### What you should do
Every line from the first in the listing below to the line containing "giving page memory" is to be repeated exactly, and no line past it.

### Records shown
━━━━
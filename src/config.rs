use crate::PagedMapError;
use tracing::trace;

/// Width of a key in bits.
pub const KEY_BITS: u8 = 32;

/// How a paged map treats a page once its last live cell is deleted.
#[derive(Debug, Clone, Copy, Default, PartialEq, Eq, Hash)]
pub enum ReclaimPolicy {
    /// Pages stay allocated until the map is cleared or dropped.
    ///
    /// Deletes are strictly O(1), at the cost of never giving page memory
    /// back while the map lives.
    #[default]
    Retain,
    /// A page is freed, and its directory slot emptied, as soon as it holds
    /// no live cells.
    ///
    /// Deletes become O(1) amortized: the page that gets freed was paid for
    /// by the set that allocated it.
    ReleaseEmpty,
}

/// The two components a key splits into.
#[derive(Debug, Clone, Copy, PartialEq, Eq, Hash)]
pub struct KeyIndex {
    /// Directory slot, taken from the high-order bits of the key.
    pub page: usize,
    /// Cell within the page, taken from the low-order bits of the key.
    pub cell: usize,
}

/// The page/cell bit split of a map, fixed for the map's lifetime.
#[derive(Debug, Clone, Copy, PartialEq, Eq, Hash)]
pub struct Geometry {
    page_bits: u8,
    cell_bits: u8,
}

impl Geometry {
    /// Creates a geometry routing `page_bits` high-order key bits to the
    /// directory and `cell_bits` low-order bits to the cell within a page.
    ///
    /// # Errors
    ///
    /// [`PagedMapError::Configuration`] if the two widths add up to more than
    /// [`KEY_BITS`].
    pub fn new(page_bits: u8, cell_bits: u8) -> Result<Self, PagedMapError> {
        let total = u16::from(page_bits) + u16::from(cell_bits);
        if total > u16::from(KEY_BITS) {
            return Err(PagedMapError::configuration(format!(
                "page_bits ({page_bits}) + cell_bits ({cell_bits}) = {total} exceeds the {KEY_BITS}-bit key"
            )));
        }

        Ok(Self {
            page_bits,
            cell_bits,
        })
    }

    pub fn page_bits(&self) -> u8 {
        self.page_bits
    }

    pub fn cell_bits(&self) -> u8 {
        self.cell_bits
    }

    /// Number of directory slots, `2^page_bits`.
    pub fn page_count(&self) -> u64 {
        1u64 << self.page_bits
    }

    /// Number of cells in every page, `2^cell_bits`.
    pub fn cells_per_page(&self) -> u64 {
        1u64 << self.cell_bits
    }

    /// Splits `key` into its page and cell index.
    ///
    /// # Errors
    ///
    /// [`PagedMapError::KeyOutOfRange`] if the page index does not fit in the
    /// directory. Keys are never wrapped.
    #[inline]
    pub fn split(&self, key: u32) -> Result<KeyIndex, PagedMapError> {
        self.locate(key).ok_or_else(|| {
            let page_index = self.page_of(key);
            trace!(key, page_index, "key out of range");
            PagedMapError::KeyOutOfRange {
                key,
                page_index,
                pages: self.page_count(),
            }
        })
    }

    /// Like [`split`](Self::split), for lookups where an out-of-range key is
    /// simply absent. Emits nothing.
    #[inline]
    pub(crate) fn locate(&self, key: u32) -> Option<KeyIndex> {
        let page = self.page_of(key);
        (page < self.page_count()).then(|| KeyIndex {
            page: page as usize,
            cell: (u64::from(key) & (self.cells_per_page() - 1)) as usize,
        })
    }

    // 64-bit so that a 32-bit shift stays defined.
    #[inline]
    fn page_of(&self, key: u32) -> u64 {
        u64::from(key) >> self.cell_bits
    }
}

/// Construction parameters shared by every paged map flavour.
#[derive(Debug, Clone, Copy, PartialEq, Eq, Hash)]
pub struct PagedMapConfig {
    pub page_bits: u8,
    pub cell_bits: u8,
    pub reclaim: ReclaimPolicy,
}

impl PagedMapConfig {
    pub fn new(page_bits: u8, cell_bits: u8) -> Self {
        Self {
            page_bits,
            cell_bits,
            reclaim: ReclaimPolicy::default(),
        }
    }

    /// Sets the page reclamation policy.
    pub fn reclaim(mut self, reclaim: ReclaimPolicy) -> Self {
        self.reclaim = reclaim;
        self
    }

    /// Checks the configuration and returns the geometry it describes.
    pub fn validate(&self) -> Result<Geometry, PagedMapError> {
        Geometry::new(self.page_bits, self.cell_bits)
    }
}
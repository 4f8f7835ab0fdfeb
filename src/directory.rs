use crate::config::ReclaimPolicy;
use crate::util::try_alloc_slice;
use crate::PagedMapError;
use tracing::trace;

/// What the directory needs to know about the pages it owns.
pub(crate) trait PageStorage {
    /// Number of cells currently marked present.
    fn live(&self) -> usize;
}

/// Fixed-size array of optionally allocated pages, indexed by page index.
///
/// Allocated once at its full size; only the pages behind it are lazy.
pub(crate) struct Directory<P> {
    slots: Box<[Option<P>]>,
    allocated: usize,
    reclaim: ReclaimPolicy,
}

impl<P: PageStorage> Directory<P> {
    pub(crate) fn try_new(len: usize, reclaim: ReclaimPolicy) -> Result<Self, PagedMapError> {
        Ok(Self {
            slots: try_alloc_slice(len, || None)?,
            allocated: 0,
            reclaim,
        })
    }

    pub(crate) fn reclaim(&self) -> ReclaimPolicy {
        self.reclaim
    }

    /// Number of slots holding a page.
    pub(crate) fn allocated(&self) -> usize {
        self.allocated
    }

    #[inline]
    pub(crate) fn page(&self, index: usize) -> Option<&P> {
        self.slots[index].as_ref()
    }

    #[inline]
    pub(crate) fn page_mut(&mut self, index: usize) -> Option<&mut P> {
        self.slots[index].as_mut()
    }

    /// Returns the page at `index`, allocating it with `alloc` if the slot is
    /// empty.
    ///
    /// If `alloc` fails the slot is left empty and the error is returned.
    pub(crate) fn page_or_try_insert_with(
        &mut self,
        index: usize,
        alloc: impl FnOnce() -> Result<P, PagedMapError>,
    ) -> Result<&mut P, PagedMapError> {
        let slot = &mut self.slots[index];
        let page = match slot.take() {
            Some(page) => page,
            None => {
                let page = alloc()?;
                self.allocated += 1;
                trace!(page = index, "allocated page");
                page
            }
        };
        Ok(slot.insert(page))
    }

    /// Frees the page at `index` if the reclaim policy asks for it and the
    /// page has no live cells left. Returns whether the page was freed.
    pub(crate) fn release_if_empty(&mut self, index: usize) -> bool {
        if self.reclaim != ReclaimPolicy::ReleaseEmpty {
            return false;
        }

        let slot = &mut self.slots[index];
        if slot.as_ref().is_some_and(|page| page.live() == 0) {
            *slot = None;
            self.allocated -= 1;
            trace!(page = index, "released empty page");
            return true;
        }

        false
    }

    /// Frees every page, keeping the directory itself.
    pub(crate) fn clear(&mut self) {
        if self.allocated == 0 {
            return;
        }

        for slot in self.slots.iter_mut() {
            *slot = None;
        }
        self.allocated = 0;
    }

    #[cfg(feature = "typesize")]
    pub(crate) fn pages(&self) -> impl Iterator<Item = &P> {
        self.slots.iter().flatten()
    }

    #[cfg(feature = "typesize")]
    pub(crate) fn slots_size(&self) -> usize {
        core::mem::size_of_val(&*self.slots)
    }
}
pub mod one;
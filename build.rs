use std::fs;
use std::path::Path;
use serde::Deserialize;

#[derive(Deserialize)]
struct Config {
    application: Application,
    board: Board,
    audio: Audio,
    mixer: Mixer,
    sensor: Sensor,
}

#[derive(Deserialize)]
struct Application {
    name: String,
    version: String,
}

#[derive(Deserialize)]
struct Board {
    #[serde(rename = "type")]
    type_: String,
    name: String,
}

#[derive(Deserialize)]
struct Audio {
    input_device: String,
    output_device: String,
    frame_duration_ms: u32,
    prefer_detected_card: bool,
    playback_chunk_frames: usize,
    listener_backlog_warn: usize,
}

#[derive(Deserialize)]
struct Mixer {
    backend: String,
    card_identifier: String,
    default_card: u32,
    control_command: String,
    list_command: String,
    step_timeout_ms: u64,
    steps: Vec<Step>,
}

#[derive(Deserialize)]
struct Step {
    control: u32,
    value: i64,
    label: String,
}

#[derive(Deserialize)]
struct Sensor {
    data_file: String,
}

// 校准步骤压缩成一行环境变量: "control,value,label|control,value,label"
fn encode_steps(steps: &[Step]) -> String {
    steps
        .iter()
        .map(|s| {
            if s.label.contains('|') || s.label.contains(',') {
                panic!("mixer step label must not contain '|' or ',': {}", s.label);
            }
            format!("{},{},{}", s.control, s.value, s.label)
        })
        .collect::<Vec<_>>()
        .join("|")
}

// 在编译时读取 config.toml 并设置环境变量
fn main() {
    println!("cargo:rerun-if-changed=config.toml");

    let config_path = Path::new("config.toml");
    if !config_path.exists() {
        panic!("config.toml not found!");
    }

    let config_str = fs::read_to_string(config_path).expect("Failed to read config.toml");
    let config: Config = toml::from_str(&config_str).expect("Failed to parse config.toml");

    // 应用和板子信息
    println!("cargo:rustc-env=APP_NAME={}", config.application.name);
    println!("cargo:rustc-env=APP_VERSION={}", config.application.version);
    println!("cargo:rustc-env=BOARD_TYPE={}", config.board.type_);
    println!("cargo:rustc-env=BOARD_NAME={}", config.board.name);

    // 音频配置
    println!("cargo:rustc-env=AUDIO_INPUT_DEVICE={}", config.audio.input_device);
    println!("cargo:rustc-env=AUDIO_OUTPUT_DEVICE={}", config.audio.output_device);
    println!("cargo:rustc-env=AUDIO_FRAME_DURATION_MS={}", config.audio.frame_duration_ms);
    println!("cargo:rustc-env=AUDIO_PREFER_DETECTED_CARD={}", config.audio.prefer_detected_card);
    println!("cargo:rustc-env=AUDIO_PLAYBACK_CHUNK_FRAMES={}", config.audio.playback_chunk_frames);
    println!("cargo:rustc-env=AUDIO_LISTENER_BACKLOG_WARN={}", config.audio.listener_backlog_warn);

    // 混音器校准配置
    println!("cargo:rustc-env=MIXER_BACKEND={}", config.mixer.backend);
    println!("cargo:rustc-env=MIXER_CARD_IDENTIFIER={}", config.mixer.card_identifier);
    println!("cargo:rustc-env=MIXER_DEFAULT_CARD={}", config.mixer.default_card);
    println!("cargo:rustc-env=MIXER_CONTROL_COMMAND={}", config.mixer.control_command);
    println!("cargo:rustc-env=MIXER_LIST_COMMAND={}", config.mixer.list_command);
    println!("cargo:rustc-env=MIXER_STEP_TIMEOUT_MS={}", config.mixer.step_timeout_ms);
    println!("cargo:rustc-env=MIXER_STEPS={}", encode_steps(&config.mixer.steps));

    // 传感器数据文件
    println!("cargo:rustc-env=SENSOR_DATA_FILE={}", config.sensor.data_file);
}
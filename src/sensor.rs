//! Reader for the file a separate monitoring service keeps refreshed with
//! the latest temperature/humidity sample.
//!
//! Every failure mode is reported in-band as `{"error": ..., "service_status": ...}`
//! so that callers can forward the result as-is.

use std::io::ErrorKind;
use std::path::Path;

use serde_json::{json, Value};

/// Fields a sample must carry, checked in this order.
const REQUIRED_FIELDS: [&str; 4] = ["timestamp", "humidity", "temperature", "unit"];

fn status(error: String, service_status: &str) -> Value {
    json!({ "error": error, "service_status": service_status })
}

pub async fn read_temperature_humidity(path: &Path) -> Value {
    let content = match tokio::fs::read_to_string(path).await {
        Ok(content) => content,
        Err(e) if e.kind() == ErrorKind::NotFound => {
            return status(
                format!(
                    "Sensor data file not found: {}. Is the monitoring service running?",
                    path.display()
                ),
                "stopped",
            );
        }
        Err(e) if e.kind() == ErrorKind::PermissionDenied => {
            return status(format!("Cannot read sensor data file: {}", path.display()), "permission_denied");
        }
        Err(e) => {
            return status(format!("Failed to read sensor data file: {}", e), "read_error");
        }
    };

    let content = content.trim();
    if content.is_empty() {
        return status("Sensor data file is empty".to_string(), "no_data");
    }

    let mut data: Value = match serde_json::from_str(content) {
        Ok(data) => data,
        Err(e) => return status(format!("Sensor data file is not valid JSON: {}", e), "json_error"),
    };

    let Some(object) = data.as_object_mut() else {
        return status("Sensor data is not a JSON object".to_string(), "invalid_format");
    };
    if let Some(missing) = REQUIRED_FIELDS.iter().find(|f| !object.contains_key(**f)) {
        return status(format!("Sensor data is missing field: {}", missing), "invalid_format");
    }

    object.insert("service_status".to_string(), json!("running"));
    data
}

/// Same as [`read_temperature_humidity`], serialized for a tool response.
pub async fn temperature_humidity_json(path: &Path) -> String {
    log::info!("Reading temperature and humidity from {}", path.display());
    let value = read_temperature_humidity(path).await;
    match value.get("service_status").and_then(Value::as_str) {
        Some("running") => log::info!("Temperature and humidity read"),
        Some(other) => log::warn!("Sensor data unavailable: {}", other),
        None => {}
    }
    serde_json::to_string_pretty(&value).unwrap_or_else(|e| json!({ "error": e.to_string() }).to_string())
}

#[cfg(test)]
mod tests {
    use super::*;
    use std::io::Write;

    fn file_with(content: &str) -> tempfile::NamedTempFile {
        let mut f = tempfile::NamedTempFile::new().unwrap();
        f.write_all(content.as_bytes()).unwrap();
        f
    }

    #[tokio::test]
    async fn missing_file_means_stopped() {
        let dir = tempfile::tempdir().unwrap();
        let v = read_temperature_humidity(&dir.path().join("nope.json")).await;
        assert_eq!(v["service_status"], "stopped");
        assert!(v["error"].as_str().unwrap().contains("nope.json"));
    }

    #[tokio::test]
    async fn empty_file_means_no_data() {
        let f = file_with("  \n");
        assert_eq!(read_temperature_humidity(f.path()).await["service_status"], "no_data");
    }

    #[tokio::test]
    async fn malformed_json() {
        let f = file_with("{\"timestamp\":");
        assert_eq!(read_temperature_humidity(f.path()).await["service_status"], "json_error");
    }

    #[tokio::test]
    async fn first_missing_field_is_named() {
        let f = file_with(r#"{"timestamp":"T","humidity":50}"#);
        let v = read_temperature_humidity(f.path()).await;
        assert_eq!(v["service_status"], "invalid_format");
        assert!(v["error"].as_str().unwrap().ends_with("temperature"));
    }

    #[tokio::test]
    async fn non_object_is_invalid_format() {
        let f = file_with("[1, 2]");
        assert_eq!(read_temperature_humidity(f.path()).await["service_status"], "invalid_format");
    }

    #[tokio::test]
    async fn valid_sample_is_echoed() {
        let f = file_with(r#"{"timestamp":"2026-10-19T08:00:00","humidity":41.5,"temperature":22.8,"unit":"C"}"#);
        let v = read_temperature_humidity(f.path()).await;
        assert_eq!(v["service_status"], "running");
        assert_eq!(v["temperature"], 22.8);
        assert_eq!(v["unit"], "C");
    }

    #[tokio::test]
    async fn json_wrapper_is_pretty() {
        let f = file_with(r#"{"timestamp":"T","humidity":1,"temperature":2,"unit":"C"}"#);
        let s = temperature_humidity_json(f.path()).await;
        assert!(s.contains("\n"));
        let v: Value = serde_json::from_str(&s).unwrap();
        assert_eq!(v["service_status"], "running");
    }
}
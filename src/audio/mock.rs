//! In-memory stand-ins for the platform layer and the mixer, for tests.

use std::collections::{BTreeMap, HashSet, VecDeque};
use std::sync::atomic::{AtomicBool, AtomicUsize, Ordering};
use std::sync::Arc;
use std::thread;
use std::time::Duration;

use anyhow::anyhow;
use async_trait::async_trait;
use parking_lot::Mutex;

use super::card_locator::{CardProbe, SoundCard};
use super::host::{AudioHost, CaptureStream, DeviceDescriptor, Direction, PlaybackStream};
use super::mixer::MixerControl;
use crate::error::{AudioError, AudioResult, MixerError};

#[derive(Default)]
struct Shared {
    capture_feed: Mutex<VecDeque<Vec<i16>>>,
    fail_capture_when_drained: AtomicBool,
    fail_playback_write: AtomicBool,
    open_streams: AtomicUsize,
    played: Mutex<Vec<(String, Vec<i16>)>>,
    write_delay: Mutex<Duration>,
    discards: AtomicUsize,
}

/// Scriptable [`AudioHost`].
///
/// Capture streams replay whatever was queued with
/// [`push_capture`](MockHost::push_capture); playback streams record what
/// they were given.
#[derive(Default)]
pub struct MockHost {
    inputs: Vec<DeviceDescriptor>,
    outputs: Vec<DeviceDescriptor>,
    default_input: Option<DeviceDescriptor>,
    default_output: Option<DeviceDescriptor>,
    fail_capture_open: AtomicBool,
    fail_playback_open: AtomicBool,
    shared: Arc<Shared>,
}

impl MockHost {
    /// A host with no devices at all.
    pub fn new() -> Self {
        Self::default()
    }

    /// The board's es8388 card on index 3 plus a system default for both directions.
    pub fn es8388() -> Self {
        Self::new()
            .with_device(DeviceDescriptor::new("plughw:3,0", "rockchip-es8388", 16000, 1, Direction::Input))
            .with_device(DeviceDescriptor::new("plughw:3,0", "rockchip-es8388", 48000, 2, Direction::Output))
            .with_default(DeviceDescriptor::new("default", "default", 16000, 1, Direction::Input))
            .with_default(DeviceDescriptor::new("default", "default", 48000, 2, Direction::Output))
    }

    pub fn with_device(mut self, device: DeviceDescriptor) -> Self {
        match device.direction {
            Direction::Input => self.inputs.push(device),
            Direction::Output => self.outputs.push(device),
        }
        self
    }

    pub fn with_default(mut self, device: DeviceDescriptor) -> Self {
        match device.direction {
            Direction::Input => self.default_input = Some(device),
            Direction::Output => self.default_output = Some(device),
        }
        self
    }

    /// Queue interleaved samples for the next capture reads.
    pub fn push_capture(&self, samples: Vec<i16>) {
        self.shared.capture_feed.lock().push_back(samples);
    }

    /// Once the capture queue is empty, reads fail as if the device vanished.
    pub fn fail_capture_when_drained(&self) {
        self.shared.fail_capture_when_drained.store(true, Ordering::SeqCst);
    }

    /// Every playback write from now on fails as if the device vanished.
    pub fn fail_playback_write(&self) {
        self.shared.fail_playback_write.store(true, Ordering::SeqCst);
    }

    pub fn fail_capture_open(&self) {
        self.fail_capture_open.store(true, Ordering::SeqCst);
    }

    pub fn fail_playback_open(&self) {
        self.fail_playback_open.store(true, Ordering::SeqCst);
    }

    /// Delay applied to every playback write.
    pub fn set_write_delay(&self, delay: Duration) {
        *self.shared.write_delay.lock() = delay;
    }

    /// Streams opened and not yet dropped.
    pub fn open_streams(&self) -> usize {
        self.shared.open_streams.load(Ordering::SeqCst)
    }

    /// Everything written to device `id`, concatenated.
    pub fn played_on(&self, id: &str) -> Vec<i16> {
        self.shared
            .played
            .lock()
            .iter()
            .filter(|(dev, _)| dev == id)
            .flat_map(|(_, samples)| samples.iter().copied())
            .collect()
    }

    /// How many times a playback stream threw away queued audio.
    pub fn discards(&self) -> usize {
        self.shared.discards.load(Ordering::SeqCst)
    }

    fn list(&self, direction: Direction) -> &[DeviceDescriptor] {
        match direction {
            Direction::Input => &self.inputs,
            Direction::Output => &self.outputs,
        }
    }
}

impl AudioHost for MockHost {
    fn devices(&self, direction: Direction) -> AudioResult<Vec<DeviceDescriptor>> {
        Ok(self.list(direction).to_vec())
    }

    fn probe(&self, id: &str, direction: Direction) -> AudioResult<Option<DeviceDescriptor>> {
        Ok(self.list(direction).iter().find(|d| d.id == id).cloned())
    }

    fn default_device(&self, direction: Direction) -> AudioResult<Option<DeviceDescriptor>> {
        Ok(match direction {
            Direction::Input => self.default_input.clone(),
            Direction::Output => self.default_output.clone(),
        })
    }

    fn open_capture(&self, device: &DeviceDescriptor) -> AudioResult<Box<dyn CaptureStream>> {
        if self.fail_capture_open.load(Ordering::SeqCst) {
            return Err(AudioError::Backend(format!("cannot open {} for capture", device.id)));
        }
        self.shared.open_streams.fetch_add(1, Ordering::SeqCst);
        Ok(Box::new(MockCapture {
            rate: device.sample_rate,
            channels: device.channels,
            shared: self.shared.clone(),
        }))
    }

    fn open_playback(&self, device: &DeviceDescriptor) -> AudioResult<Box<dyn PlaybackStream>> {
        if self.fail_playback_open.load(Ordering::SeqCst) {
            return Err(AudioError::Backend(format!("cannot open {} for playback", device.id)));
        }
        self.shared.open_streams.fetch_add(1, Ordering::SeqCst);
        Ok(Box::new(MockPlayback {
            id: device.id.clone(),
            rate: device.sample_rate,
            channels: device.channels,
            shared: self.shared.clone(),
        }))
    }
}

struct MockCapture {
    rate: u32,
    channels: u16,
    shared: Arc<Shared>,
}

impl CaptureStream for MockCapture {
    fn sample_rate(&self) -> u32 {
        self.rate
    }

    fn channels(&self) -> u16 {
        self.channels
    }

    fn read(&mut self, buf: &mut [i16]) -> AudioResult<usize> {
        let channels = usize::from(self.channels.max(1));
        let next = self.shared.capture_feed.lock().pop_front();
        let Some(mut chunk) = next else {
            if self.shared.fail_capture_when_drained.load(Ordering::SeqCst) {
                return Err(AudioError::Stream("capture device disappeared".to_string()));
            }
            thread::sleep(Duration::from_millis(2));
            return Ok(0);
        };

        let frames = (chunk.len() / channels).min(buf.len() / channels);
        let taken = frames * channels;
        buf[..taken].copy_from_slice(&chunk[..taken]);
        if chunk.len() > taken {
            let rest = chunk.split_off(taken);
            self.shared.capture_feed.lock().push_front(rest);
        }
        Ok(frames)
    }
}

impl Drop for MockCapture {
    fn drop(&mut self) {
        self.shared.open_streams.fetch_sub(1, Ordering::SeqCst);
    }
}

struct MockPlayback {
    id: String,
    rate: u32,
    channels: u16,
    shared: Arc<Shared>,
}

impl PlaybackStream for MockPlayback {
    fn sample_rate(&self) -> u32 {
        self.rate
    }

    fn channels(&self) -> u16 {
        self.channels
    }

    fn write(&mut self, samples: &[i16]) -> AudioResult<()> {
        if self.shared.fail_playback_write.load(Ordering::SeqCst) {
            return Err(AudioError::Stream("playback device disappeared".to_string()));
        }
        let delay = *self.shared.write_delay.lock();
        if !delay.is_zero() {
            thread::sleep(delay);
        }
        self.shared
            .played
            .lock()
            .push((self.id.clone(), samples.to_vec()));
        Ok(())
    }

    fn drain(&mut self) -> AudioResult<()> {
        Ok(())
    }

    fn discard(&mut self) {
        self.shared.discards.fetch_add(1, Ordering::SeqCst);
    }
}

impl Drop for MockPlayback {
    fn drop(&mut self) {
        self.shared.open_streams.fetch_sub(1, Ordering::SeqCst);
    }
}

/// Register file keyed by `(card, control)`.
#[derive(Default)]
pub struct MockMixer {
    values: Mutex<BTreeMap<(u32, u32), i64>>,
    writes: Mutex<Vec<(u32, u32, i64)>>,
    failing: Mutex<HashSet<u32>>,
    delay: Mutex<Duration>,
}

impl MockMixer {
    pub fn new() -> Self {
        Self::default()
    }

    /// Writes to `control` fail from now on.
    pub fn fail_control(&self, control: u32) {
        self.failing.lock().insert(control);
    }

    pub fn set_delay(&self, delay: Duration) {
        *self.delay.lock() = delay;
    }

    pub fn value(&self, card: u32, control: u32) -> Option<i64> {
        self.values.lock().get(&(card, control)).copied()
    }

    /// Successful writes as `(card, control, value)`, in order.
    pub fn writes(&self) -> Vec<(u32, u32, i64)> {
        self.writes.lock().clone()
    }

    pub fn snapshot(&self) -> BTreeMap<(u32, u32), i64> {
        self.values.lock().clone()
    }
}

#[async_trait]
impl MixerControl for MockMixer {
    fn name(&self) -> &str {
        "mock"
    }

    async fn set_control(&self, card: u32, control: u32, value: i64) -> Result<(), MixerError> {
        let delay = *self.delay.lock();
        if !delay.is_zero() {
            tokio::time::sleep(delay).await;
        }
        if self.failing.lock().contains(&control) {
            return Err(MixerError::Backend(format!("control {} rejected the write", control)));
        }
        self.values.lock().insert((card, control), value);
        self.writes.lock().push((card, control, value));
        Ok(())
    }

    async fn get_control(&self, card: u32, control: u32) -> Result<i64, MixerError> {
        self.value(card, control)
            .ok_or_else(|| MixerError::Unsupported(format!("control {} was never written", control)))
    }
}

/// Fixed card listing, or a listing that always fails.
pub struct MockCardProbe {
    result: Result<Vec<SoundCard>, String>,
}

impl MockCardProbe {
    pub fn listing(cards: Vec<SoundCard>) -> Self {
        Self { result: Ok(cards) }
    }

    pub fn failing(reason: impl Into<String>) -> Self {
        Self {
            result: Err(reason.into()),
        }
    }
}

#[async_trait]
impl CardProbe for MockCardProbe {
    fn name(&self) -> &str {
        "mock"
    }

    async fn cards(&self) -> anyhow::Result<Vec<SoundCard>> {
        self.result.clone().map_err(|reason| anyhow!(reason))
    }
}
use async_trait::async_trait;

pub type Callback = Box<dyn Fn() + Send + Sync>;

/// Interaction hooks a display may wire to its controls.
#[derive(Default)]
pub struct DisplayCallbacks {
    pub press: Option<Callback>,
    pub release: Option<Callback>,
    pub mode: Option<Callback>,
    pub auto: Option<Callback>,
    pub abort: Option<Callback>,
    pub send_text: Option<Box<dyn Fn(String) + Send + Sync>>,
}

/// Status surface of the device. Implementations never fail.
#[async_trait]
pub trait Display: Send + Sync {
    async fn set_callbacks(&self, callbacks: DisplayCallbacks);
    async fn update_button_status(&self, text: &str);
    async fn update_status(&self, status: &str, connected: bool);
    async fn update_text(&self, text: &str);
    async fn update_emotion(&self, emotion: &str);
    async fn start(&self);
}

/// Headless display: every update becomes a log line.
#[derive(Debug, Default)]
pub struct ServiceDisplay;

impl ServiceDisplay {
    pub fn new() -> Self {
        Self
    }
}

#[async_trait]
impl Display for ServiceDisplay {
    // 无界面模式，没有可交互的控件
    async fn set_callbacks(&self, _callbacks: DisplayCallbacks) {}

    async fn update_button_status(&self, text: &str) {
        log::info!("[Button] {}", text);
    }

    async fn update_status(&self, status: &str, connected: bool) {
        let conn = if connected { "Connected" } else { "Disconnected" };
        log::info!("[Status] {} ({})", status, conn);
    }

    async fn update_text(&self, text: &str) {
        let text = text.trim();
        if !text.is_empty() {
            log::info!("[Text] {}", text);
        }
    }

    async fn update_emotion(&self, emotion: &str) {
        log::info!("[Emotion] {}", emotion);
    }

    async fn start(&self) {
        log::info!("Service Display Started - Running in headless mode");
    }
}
━━━━
### Answer to the problem
filename src/config.rs
use crate::PagedMapError;
use tracing::trace;

/// Width of a key in bits.
pub const KEY_BITS: u8 = 32;

/// How a paged map treats a page once its last live cell is deleted.
#[derive(Debug, Clone, Copy, Default, PartialEq, Eq, Hash)]
pub enum ReclaimPolicy {
    /// Pages stay allocated until the map is cleared or dropped.
    ///
    /// Deletes are strictly O(1), at the cost of never giving page memory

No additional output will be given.